Location
- Country: Canada
- Province: Ontario
- Region: Central Ontario
- County: Haliburton County
- Municipalities: Dysart et al

Physical characteristics
- Source: unnamed lake
- • coordinates: 45°06′42″N 78°12′11″W﻿ / ﻿45.11167°N 78.20306°W
- • elevation: 423 metres (1,388 ft)
- Mouth: Allen Creek
- • coordinates: 45°08′14″N 78°13′54″W﻿ / ﻿45.13722°N 78.23167°W
- • elevation: 392 metres (1,286 ft)

Basin features
- River system: Ottawa River drainage basin

= Straggle Creek =

Stream in Ontario, Canada

Straggle Creek (ruisseau Straggle) is a stream in the municipality of Dysart et al, Haliburton County in Central Ontario, Canada. It is a right tributary of Allen Creek and is in the Ottawa River drainage basin.

==Course==
Straggle Creek begins at an unnamed lake at an elevation of 423 m, at the height of land between the Ottawa River drainage basin to the north and east, and the Trent River drainage basin to the west and south.
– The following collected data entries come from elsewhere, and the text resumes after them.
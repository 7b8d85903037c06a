//! File write tool — write file contents with path validation.

use async_trait::async_trait;
use ferrobot_core::error::ToolError;
use ferrobot_core::tool::{Tool, ToolResult};
use std::path::PathBuf;

use crate::workspace::resolve_path;

pub struct FileWriteTool {
    workspace: PathBuf,
    restrict: bool,
}

impl FileWriteTool {
    pub fn new(workspace: PathBuf, restrict: bool) -> Self {
        Self {
            workspace,
            restrict,
        }
    }
}

#[async_trait]
impl Tool for FileWriteTool {
    fn name(&self) -> &str {
        "file_write"
    }

    fn description(&self) -> &str {
        "Write content to a file, creating parent directories as needed. \
         Overwrites existing content. Relative paths resolve against the workspace."
    }

    fn parameters_schema(&self) -> serde_json::Value {
        serde_json::json!({
            "type": "object",
            "properties": {
                "path": {
                    "type": "string",
                    "description": "The file path to write"
                },
                "content": {
                    "type": "string",
                    "description": "The content to write"
                }
            },
            "required": ["path", "content"]
        })
    }

    async fn execute(&self, arguments: serde_json::Value) -> Result<ToolResult, ToolError> {
        let path = arguments["path"]
            .as_str()
            .ok_or_else(|| ToolError::InvalidArguments("Missing 'path' argument".into()))?;
        let content = arguments["content"]
            .as_str()
            .ok_or_else(|| ToolError::InvalidArguments("Missing 'content' argument".into()))?;

        let resolved = resolve_path("file_write", &self.workspace, path, self.restrict)?;

        if let Some(parent) = resolved.parent() {
            if let Err(e) = tokio::fs::create_dir_all(parent).await {
                return Ok(ToolResult::error(format!(
                    "Failed to create parent directory: {e}"
                )));
            }
        }

        match tokio::fs::write(&resolved, content).await {
            Ok(()) => Ok(ToolResult::ok(format!(
                "Wrote {} bytes to {}",
                content.len(),
                resolved.display()
            ))),
            Err(e) => Ok(ToolResult::error(format!("Failed to write file: {e}"))),
        }
    }
}
impl Default for ExecToolConfig {
    fn default() -> Self {
        Self {
            timeout_secs: default_exec_timeout(),
            restrict_to_workspace: false,
        }
    }
}

/// Remote MCP client configuration.
///
/// Client entries stay as raw TOML tables here; [`McpClientConfig::from_value`]
/// parses them one at a time so a single bad entry is a per-client error.
#[derive(Debug, Clone, Default, Serialize, Deserialize)]
pub struct McpConfig {
    /// Client name → raw configuration table
    #[serde(default)]
    pub clients: HashMap<String, toml::Value>,
}

/// Typed configuration for one remote MCP client, discriminated by the
/// required `transport` field. There is no default transport: a missing or
/// unrecognized discriminator fails this entry's parse.
#[derive(Debug, Clone, PartialEq, Serialize, Deserialize)]
#[serde(tag = "transport", rename_all = "snake_case")]
pub enum McpClientConfig {
    /// Subprocess speaking the protocol over its standard streams
    Stdio {
        #[serde(default)]
        enabled: bool,
        command: String,
        #[serde(default)]
        args: Vec<String>,
        #[serde(default)]
        env: HashMap<String, String>,
    },

    /// Long-lived HTTP event stream
    Sse {
        #[serde(default)]
        enabled: bool,
        url: String,
        #[serde(default)]
        headers: HashMap<String, String>,
        #[serde(default = "default_connect_timeout")]
        connect_timeout_secs: u64,
        #[serde(default = "default_read_timeout")]
        read_timeout_secs: u64,
    },

    /// Direct request/response JSON-RPC over HTTP
    StreamableHttp {
        #[serde(default)]
        enabled: bool,
        url: String,
        #[serde(default)]
        headers: HashMap<String, String>,
    },
}

fn default_connect_timeout() -> u64 {
    5
}
fn default_read_timeout() -> u64 {
    300
}

impl McpClientConfig {
    /// Parse one raw client table into a typed config.
    pub fn from_value(name: &str, value: &toml::Value) -> Result<Self, ConfigError> {
        value
            .clone()
            .try_into()
            .map_err(|e: toml::de::Error| ConfigError::McpClient {
                name: name.to_string(),
                reason: e.to_string(),
            })
    }

    /// Whether this client should be started. Defaults to disabled.
    pub fn enabled(&self) -> bool {
        match self {
            Self::Stdio { enabled, .. }
            | Self::Sse { enabled, .. }
            | Self::StreamableHttp { enabled, .. } => *enabled,
        }
    }

    /// Short label for the transport kind, for logs and operator output.
    pub fn transport_label(&self) -> &'static str {
        match self {
            Self::Stdio { .. } => "stdio",
            Self::Sse { .. } => "sse",
            Self::StreamableHttp { .. } => "streamable_http",
        }
    }

    /// The endpoint shown to operators: the command for subprocess clients,
    /// the URL for HTTP clients.
    pub fn endpoint(&self) -> &str {
        match self {
            Self::Stdio { command, .. } => command,
            Self::Sse { url, .. } | Self::StreamableHttp { url, .. } => url,
        }
    }
}
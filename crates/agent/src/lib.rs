//! The agent orchestration loop — the heart of Ferrobot.
//!
//! Each inbound message drives a bounded cycle:
//!
//! 1. **Receive** a message from the bus (or the direct single-shot path)
//! 2. **Route** it: normal messages reply to their origin; system-origin
//!    messages carry a composite `channel:chat_id` key to route back to
//! 3. **Build context** from session history plus the new content
//! 4. **Call the LLM** via the configured provider
//! 5. **If tool calls**: execute them strictly in order, append results,
//!    loop back to step 4
//! 6. **If text**: persist the turn pair and publish the response
//!
//! The cycle ends when the model responds without tool calls or the
//! iteration budget is exhausted (which forces a fixed fallback response).

pub mod context;
pub mod loop_runner;

pub use context::ContextBuilder;
pub use loop_runner::{AgentLoop, FALLBACK_RESPONSE, LoopHandle};
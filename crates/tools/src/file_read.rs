//! File read tool — read file contents with path validation.

use async_trait::async_trait;
use ferrobot_core::error::ToolError;
use ferrobot_core::tool::{Tool, ToolResult};
use std::path::PathBuf;

use crate::workspace::resolve_path;

pub struct FileReadTool {
    workspace: PathBuf,
    restrict: bool,
}

impl FileReadTool {
    pub fn new(workspace: PathBuf, restrict: bool) -> Self {
        Self {
            workspace,
            restrict,
        }
    }
}

#[async_trait]
impl Tool for FileReadTool {
    fn name(&self) -> &str {
        "file_read"
    }

    fn description(&self) -> &str {
        "Read the contents of a file. Relative paths resolve against the workspace."
    }

    fn parameters_schema(&self) -> serde_json::Value {
        serde_json::json!({
            "type": "object",
            "properties": {
                "path": {
                    "type": "string",
                    "description": "The file path to read"
                }
            },
            "required": ["path"]
        })
    }

    async fn execute(&self, arguments: serde_json::Value) -> Result<ToolResult, ToolError> {
        let path = arguments["path"]
            .as_str()
            .ok_or_else(|| ToolError::InvalidArguments("Missing 'path' argument".into()))?;

        let resolved = resolve_path("file_read", &self.workspace, path, self.restrict)?;

        match tokio::fs::read_to_string(&resolved).await {
            Ok(content) => Ok(ToolResult::ok(content)),
            Err(e) => Ok(ToolResult::error(format!("Failed to read file: {e}"))),
        }
    }
}
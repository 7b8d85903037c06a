//! `ferrobot onboard` — initialize configuration and workspace.

use anyhow::{Context, Result};
use ferrobot_config::AppConfig;

pub async fn run() -> Result<()> {
    let config_dir = AppConfig::config_dir();
    let config_path = config_dir.join("config.toml");

    std::fs::create_dir_all(&config_dir)
        .with_context(|| format!("Failed to create {}", config_dir.display()))?;
    std::fs::create_dir_all(AppConfig::default().workspace_dir())
        .context("Failed to create workspace directory")?;
    std::fs::create_dir_all(AppConfig::sessions_dir())
        .context("Failed to create sessions directory")?;

    if config_path.exists() {
        println!("Config already exists at {}", config_path.display());
        return Ok(());
    }

    std::fs::write(&config_path, AppConfig::default_toml())
        .with_context(|| format!("Failed to write {}", config_path.display()))?;

    println!("Wrote default config to {}", config_path.display());
    println!("Set your API key there (or export FERROBOT_API_KEY) and run `ferrobot agent`.");
    Ok(())
}
//! MCP client — one connection to one MCP server.
//!
//! The transport is chosen by the explicit `transport` discriminator in the
//! client's configuration; there is no default. Connect failures are raised
//! to the caller (the manager decides what to do), disconnect is idempotent
//! and swallows teardown errors.

use std::collections::HashMap;
use std::process::Stdio;
use std::time::Duration;

use rmcp::{
    RoleClient, ServiceExt,
    model::{
        CallToolRequestParams, CallToolResult, ClientCapabilities, ClientInfo, Implementation,
        Tool as RemoteTool,
    },
    service::RunningService,
    transport::{
        SseClientTransport, StreamableHttpClientTransport, TokioChildProcess,
        sse_client::SseClientConfig,
        streamable_http_client::StreamableHttpClientTransportConfig,
    },
};
use thiserror::Error;
use tokio::process::Command;
use tokio::sync::Mutex;
use tracing::{debug, info};

use ferrobot_config::McpClientConfig;

/// MCP client errors.
#[derive(Error, Debug)]
pub enum McpError {
    #[error("Connection failed: {0}")]
    ConnectionFailed(String),

    #[error("Initialization failed: {0}")]
    InitializationFailed(String),

    #[error("MCP client '{0}' is not connected")]
    NotConnected(String),

    #[error("Tool call failed: {0}")]
    ToolCallFailed(String),

    #[error("Protocol error: {0}")]
    Protocol(String),

    #[error("IO error: {0}")]
    Io(#[from] std::io::Error),
}

pub type McpResult<T> = Result<T, McpError>;

/// Manages a single MCP server connection.
pub struct McpClient {
    name: String,
    config: McpClientConfig,
    quiet: bool,
    service: Mutex<Option<RunningService<RoleClient, ClientInfo>>>,
}

impl McpClient {
    /// Create a client from its typed configuration. No connection is made
    /// until [`connect`](Self::connect).
    pub fn new(name: impl Into<String>, config: McpClientConfig, quiet: bool) -> Self {
        Self {
            name: name.into(),
            config,
            quiet,
            service: Mutex::new(None),
        }
    }

    pub fn name(&self) -> &str {
        &self.name
    }

    pub fn config(&self) -> &McpClientConfig {
        &self.config
    }

    pub async fn is_connected(&self) -> bool {
        self.service.lock().await.is_some()
    }

    /// Connect to the MCP server and complete the initialize handshake.
    ///
    /// Raised errors are the caller's to handle; the client never retries
    /// internally.
    pub async fn connect(&self) -> McpResult<()> {
        let config = self.config.clone();
        match config {
            McpClientConfig::Stdio {
                command, args, env, ..
            } => self.connect_stdio(&command, &args, &env).await,
            McpClientConfig::Sse {
                url,
                headers,
                connect_timeout_secs,
                read_timeout_secs,
                ..
            } => {
                self.connect_sse(&url, &headers, connect_timeout_secs, read_timeout_secs)
                    .await
            }
            McpClientConfig::StreamableHttp { url, headers, .. } => {
                self.connect_streamable_http(&url, &headers).await
            }
        }
    }

    /// Spawn the configured subprocess and speak the protocol over its
    /// standard streams. Quiet mode nulls the child's stderr; protocol
    /// traffic on stdin/stdout is untouched.
    async fn connect_stdio(
        &self,
        command: &str,
        args: &[String],
        env: &HashMap<String, String>,
    ) -> McpResult<()> {
        info!(client = %self.name, command, "Connecting to MCP server (stdio)");

        let mut cmd = Command::new(command);
        cmd.args(args);
        cmd.envs(env);
        if self.quiet {
            cmd.stderr(Stdio::null());
        }

        let transport = TokioChildProcess::new(cmd)?;
        self.initialize_over(transport).await
    }

    /// Open a long-lived HTTP event stream, with custom headers, a connect
    /// timeout, and a separate idle read timeout for the stream.
    async fn connect_sse(
        &self,
        url: &str,
        headers: &HashMap<String, String>,
        connect_timeout_secs: u64,
        read_timeout_secs: u64,
    ) -> McpResult<()> {
        info!(client = %self.name, url, "Connecting to MCP server (sse)");

        let http = reqwest::Client::builder()
            .default_headers(build_header_map(&self.name, headers))
            .connect_timeout(Duration::from_secs(connect_timeout_secs))
            .read_timeout(Duration::from_secs(read_timeout_secs))
            .build()
            .map_err(|e| McpError::ConnectionFailed(e.to_string()))?;

        let transport = SseClientTransport::start_with_client(
            http,
            SseClientConfig {
                sse_endpoint: url.to_string().into(),
                ..Default::default()
            },
        )
        .await
        .map_err(|e| McpError::ConnectionFailed(e.to_string()))?;

        self.initialize_over(transport).await
    }

    /// Direct request/response JSON-RPC over HTTP with custom headers. No
    /// persistent stream; teardown is handled by [`disconnect`](Self::disconnect),
    /// which tolerates servers without a termination endpoint.
    async fn connect_streamable_http(
        &self,
        url: &str,
        headers: &HashMap<String, String>,
    ) -> McpResult<()> {
        info!(client = %self.name, url, "Connecting to MCP server (streamable_http)");

        let http = reqwest::Client::builder()
            .default_headers(build_header_map(&self.name, headers))
            .build()
            .map_err(|e| McpError::ConnectionFailed(e.to_string()))?;

        let transport = StreamableHttpClientTransport::with_client(
            http,
            StreamableHttpClientTransportConfig {
                uri: url.to_string().into(),
                ..Default::default()
            },
        );

        self.initialize_over(transport).await
    }

    async fn initialize_over<T, E, A>(&self, transport: T) -> McpResult<()>
    where
        T: rmcp::transport::IntoTransport<RoleClient, E, A>,
        E: std::error::Error + Send + Sync + 'static,
    {
        let service = client_info()
            .serve(transport)
            .await
            .map_err(|e| McpError::InitializationFailed(e.to_string()))?;

        *self.service.lock().await = Some(service);
        info!(client = %self.name, "Connected and initialized");
        Ok(())
    }

    /// Disconnect from the MCP server.
    ///
    /// Idempotent: calling on an already-disconnected client is a no-op.
    /// Teardown errors (including a missing server-side termination
    /// endpoint) are logged and swallowed — the client is shutting down.
    pub async fn disconnect(&self) {
        let service = self.service.lock().await.take();
        match service {
            Some(service) => {
                if let Err(e) = service.cancel().await {
                    debug!(client = %self.name, error = %e, "Ignoring error during disconnect");
                }
                info!(client = %self.name, "Disconnected");
            }
            None => debug!(client = %self.name, "Already disconnected"),
        }
    }

    /// List available tools from the MCP server.
    pub async fn list_tools(&self) -> McpResult<Vec<RemoteTool>> {
        let guard = self.service.lock().await;
        let service = guard
            .as_ref()
            .ok_or_else(|| McpError::NotConnected(self.name.clone()))?;

        let result = service
            .list_tools(Default::default())
            .await
            .map_err(|e| McpError::Protocol(e.to_string()))?;

        debug!(client = %self.name, count = result.tools.len(), "Listed remote tools");
        Ok(result.tools)
    }

    /// Call a tool on the MCP server.
    pub async fn call_tool(
        &self,
        tool_name: &str,
        arguments: serde_json::Value,
    ) -> McpResult<CallToolResult> {
        let guard = self.service.lock().await;
        let service = guard
            .as_ref()
            .ok_or_else(|| McpError::NotConnected(self.name.clone()))?;

        let params = CallToolRequestParams {
            meta: None,
            name: tool_name.to_owned().into(),
            arguments: arguments.as_object().cloned(),
            task: None,
        };

        service
            .call_tool(params)
            .await
            .map_err(|e| McpError::ToolCallFailed(e.to_string()))
    }
}

fn client_info() -> ClientInfo {
    ClientInfo {
        meta: None,
        protocol_version: Default::default(),
        capabilities: ClientCapabilities::default(),
        client_info: Implementation {
            name: "ferrobot".to_string(),
            title: Some("Ferrobot".to_string()),
            version: env!("CARGO_PKG_VERSION").to_string(),
            website_url: None,
            icons: None,
        },
    }
}

/// Build a reqwest header map from configured headers, skipping entries
/// that are not valid HTTP header names/values.
fn build_header_map(
    client_name: &str,
    headers: &HashMap<String, String>,
) -> reqwest::header::HeaderMap {
    use reqwest::header::{HeaderName, HeaderValue};

    let mut map = reqwest::header::HeaderMap::new();
    for (key, value) in headers {
        match (
            HeaderName::from_bytes(key.as_bytes()),
            HeaderValue::from_str(value),
        ) {
            (Ok(name), Ok(value)) => {
                map.insert(name, value);
            }
            _ => {
                tracing::warn!(client = %client_name, header = %key, "Skipping invalid header");
            }
        }
    }
    map
}
//! MCP (Model Context Protocol) integration for Ferrobot.
//!
//! Connects to external MCP servers over three transports — a subprocess
//! speaking over its standard streams, an HTTP event stream (SSE), or
//! direct HTTP JSON-RPC (streamable HTTP) — and exposes their tools to the
//! agent loop as ordinary [`ferrobot_core::Tool`]s.
//!
//! Failure isolation is the organizing principle: one client failing to
//! connect, list, or execute never takes down a sibling client, the
//! manager, or the agent loop.

pub mod adapter;
pub mod client;
pub mod manager;

pub use adapter::McpToolAdapter;
pub use client::{McpClient, McpError, McpResult};
pub use manager::McpManager;
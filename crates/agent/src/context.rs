//! Context builder — assembles the model-call message sequence.
//!
//! Turns a session history plus the new inbound content into the ordered
//! sequence sent to the provider, and appends assistant/tool-result messages
//! as the cycle progresses.

use ferrobot_core::message::{Message, MessageToolCall};
use ferrobot_core::session::{Turn, TurnRole};
use tracing::debug;

const BASE_PROMPT: &str = "You are Ferrobot, a helpful assistant reachable from chat channels. \
You can use the available tools to act on the user's behalf. Prefer acting \
over asking when a tool can answer the question. Keep responses concise and \
suitable for a chat window.";

/// Builds and extends the model-call message sequence.
pub struct ContextBuilder {
    base_prompt: String,
}

impl ContextBuilder {
    pub fn new() -> Self {
        Self {
            base_prompt: BASE_PROMPT.to_string(),
        }
    }

    /// Override the base system prompt.
    pub fn with_base_prompt(prompt: impl Into<String>) -> Self {
        Self {
            base_prompt: prompt.into(),
        }
    }

    /// Build the initial message sequence: system prompt first, the session
    /// history in order, then the new user message. Connected remote-server
    /// info, when present, is folded into the system prompt; media
    /// references are appended to the user content.
    pub fn build_messages(
        &self,
        history: &[Turn],
        current: &str,
        media: &[String],
        remote_info: Option<&str>,
    ) -> Vec<Message> {
        let mut system = self.base_prompt.clone();
        if let Some(info) = remote_info {
            system.push_str("\n\n## Connected MCP servers\n");
            system.push_str(info);
        }

        let mut messages = vec![Message::system(system)];

        for turn in history {
            messages.push(match turn.role {
                TurnRole::User => Message::user(turn.content.clone()),
                TurnRole::Assistant => Message::assistant(turn.content.clone()),
            });
        }

        let mut content = current.to_string();
        if !media.is_empty() {
            content.push_str("\n\nAttached media:");
            for item in media {
                content.push_str("\n- ");
                content.push_str(item);
            }
        }
        messages.push(Message::user(content));

        messages
    }

    /// Append the assistant message that carried tool calls.
    pub fn push_assistant(
        &self,
        messages: &mut Vec<Message>,
        content: &str,
        tool_calls: Vec<MessageToolCall>,
    ) {
        messages.push(Message::assistant_with_tool_calls(content, tool_calls));
    }

    /// Append one tool result, correlated to its invocation id.
    pub fn push_tool_result(
        &self,
        messages: &mut Vec<Message>,
        call_id: &str,
        tool_name: &str,
        result: &str,
    ) {
        debug!(tool = %tool_name, call_id, "Appending tool result");
        messages.push(Message::tool_result(call_id, result));
    }
}

impl Default for ContextBuilder {
    fn default() -> Self {
        Self::new()
    }
}

#[cfg(test)]
mod tests {
    use super::*;
    use ferrobot_core::message::Role;
    use ferrobot_core::session::Session;

    fn history() -> Session {
        let mut session = Session::new("test:history");
        session.append(TurnRole::User, "earlier question");
        session.append(TurnRole::Assistant, "earlier answer");
        session
    }

    #[test]
    fn system_prompt_comes_first() {
        let builder = ContextBuilder::new();
        let messages = builder.build_messages(&[], "hello", &[], None);
        assert_eq!(messages.len(), 2);
        assert_eq!(messages[0].role, Role::System);
        assert_eq!(messages[1].role, Role::User);
        assert_eq!(messages[1].content, "hello");
    }

    #[test]
    fn history_preserved_in_order() {
        let builder = ContextBuilder::new();
        let messages = builder.build_messages(history().history(), "new question", &[], None);
        assert_eq!(messages.len(), 4);
        assert_eq!(messages[1].content, "earlier question");
        assert_eq!(messages[1].role, Role::User);
        assert_eq!(messages[2].content, "earlier answer");
        assert_eq!(messages[2].role, Role::Assistant);
        assert_eq!(messages[3].content, "new question");
    }

    #[test]
    fn remote_info_folded_into_system_prompt() {
        let builder = ContextBuilder::new();
        let messages =
            builder.build_messages(&[], "hi", &[], Some("- **fs** (stdio): `npx`"));
        assert!(messages[0].content.contains("Connected MCP servers"));
        assert!(messages[0].content.contains("**fs**"));
    }

    #[test]
    fn media_appended_to_user_content() {
        let builder = ContextBuilder::new();
        let media = vec!["/tmp/photo.jpg".to_string()];
        let messages = builder.build_messages(&[], "look at this", &media, None);
        let user = &messages[1];
        assert!(user.content.contains("look at this"));
        assert!(user.content.contains("/tmp/photo.jpg"));
    }

    #[test]
    fn tool_result_carries_invocation_id() {
        let builder = ContextBuilder::new();
        let mut messages = builder.build_messages(&[], "q", &[], None);
        builder.push_assistant(
            &mut messages,
            "",
            vec![MessageToolCall {
                id: "call_9".into(),
                name: "shell".into(),
                arguments: "{}".into(),
            }],
        );
        builder.push_tool_result(&mut messages, "call_9", "shell", "output text");

        let last = messages.last().unwrap();
        assert_eq!(last.role, Role::Tool);
        assert_eq!(last.tool_call_id.as_deref(), Some("call_9"));
        assert_eq!(last.content, "output text");
    }

    #[test]
    fn custom_base_prompt() {
        let builder = ContextBuilder::with_base_prompt("You are a test harness.");
        let messages = builder.build_messages(&[], "x", &[], None);
        assert_eq!(messages[0].content, "You are a test harness.");
    }
}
It flows north to the southwest end of Straggle Lake, then continues north from the northwest end of the lake to the south end of Little Straggle Lake. The creek leaves Little Straggle Lake at the northwest heading west, then gradually curves north, and reaches its mouth at Allen Creek at an elevation of 392 m. Allen Creek flows via Benoir Lake, the York River, and the Madawaska River to the Ottawa River.